E o pão que trazia para casa era quase uma esmola.
Mas tanto mentia que chegava a iludir-se. Às vezes não sabia o que havia de dizer. A desgraça gasta; a desgraça gasta até o sonho grotesco dos humildes. E elas caladas olhavam e esperavam; pareciam suplicar-lhe: – Mente! ao menos mente!
– E o velho inútil lá procurava um sonho ainda que fosse usado.
A velha reanimava-se. E outra vez passeava na sala, embrulhada no xale rapado.
– Não, que é preciso sairmos deste atoleiro.
– Agora vai, agora vai, tu verás. Ando aí com um negócio... Sabes tu que mais?... Deixa-me trabalhar.
Sossega.
– Nem na cova!
Ia a mãe deitar-se e Sofia, até aí silenciosa, dizia erguendo-se:
– Pai, não se aflija.
– Eu não, filha, eu não. Aquilo é génio, coitada.

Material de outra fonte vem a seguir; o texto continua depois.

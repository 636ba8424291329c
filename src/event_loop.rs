use std::io;
use std::time::Duration;

use crossterm::event::Event;

use crate::drivers::InputDriver;

pub enum ControlFlow {
    Continue,
    Quit,
}

/// What the loop hands to its handler.
pub enum LoopEvent {
    /// The poll interval passed; a good moment to redraw.
    Tick,
    Input(Event),
}

/// Single-threaded pump feeding terminal input to a window stack.
///
/// Every pass first delivers a [`LoopEvent::Tick`], then drains whatever
/// input is pending (at most `max_burst` events) before ticking again.
pub struct EventLoop<D> {
    driver: D,
    poll_interval: Duration,
    max_burst: usize,
}

impl<D: InputDriver> EventLoop<D> {
    pub fn new(driver: D, poll_interval: Duration) -> Self {
        Self {
            driver,
            poll_interval,
            max_burst: 256,
        }
    }

    pub fn with_max_burst(mut self, max_burst: usize) -> Self {
        self.max_burst = max_burst.max(1);
        self
    }

    pub fn driver(&mut self) -> &mut D {
        &mut self.driver
    }

    pub fn run<F>(&mut self, mut handler: F) -> io::Result<()>
    where
        F: FnMut(&mut D, LoopEvent) -> io::Result<ControlFlow>,
    {
        loop {
            if let ControlFlow::Quit = handler(&mut self.driver, LoopEvent::Tick)? {
                return Ok(());
            }
            if !self.driver.poll(self.poll_interval)? {
                continue;
            }
            // Bursts (drags, wheel) are drained together so drawing does not
            // fall behind the input stream.
            for _ in 0..self.max_burst {
                let event = self.driver.read()?;
                if let ControlFlow::Quit = handler(&mut self.driver, LoopEvent::Input(event))? {
                    return Ok(());
                }
                if !self.driver.poll(Duration::ZERO)? {
                    break;
                }
            }
        }
    }
}

#[cfg(test)]
mod tests {
    use super::*;
    use crate::drivers::console::ConsoleInputDriver;
    use crossterm::event::{KeyCode, KeyEvent, KeyModifiers};

    #[test]
    fn queued_input_is_delivered_between_ticks() {
        let mut driver = ConsoleInputDriver::new();
        for c in ['a', 'b'] {
            driver.push_event(Event::Key(KeyEvent::new(KeyCode::Char(c), KeyModifiers::NONE)));
        }
        let mut seen = Vec::new();
        let mut ticks = 0;
        EventLoop::new(driver, Duration::ZERO)
            .run(|_, event| {
                match event {
                    LoopEvent::Tick => ticks += 1,
                    LoopEvent::Input(Event::Key(k)) => seen.push(k.code),
                    LoopEvent::Input(_) => {}
                }
                Ok(if seen.len() == 2 {
                    ControlFlow::Quit
                } else {
                    ControlFlow::Continue
                })
            })
            .unwrap();
        assert_eq!(seen, vec![KeyCode::Char('a'), KeyCode::Char('b')]);
        assert_eq!(ticks, 1);
    }
}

Ela tem razão, tem sofrido muito. Vai tu também pra a cama. Dá cá um beijo... Assim. Eu fico com a escrita.
– Boa noite.
Sozinho o Gebo cismava muito tempo, olhando a luz. Depois, horas e horas, ouvia-se a pena correr no papel, parar, tornar... – E vão cinco, e vão sete... noves fora nada... – até que a vista se lhe toldava, e a desoras, embrulhado no cobertor, tombava sobre a mesa, soluçando:
– Não posso! não posso mais! E tinha uma letra tão linda!...
Na própria desgraça caem por vezes resquícios de sol. Houve tempo em que respiraram. Tinham-lhe dado escritas, mas faltava a luz dos olhos, e a vida de expedientes tornara, mais aziaga. Achavam-no ridículo, ninguém o tomava a sério a esse homem gordo e chorão, que vivia com esta pedra a moê-lo e a gastá-lo – a sorte da filha.
Quase sempre ao deitar falavam da filha.
– É o que nos vale, a nossa filhinha.
– Sempre nos dá mais ânimo.
– É tão boa, tão nossa amiga!...
A velha trabalhava, ruminava projectos desconexos para enriquecerem; a roupa andava defendida e cuidada até às últimas.